● **INSTRUCTIONS TO FOLLOW**
Where in the data does the word "target" appear? Find those lines and copy them.

● **PROVIDED ENTRIES**
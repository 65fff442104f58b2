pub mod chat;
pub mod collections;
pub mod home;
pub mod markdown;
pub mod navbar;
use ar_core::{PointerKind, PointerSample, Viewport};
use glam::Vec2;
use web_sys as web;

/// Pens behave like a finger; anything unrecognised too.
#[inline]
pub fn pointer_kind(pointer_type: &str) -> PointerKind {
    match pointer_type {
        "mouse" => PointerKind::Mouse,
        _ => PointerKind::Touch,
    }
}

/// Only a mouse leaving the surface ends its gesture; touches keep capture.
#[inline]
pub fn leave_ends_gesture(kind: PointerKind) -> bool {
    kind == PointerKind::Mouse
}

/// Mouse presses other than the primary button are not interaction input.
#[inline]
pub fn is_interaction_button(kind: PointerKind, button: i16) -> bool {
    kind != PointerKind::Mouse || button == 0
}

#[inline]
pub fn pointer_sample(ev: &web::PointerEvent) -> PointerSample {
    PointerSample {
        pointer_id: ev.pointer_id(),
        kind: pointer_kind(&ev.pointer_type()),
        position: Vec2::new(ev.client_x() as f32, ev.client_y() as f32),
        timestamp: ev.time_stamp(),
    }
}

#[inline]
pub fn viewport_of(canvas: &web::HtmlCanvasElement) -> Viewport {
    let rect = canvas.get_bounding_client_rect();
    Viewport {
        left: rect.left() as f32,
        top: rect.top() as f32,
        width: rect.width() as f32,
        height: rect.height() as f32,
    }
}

...

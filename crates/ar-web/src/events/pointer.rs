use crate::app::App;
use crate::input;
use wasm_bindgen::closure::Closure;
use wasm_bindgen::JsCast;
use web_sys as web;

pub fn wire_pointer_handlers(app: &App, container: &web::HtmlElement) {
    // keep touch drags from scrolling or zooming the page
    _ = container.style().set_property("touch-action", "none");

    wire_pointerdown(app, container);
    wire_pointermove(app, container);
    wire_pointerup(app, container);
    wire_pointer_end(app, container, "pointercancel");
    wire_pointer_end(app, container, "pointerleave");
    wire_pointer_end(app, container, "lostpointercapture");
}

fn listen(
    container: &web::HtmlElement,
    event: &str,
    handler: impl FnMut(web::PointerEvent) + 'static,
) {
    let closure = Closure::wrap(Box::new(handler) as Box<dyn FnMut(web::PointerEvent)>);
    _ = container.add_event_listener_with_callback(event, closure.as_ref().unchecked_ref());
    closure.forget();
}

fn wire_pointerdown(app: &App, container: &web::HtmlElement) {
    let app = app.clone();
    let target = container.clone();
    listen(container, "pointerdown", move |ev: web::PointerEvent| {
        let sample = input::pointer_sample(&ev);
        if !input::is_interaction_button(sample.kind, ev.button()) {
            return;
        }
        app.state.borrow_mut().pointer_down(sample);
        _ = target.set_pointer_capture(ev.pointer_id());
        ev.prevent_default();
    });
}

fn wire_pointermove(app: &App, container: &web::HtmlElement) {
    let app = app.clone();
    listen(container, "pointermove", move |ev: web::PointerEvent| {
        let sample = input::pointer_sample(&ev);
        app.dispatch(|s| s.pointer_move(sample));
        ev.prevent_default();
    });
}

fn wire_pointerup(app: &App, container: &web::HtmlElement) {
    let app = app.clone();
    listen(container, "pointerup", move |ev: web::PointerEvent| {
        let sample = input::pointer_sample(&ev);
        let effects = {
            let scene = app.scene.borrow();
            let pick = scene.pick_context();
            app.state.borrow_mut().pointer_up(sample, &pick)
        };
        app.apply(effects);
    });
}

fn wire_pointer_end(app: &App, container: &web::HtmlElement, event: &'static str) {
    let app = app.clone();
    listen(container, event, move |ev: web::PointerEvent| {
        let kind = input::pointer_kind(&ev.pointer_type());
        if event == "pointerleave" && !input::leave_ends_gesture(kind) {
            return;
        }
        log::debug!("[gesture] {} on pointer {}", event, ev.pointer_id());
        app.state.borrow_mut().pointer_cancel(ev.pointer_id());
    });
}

● **THE COMPLETED TASK**
    let target = container.clone();
        _ = target.set_pointer_capture(ev.pointer_id());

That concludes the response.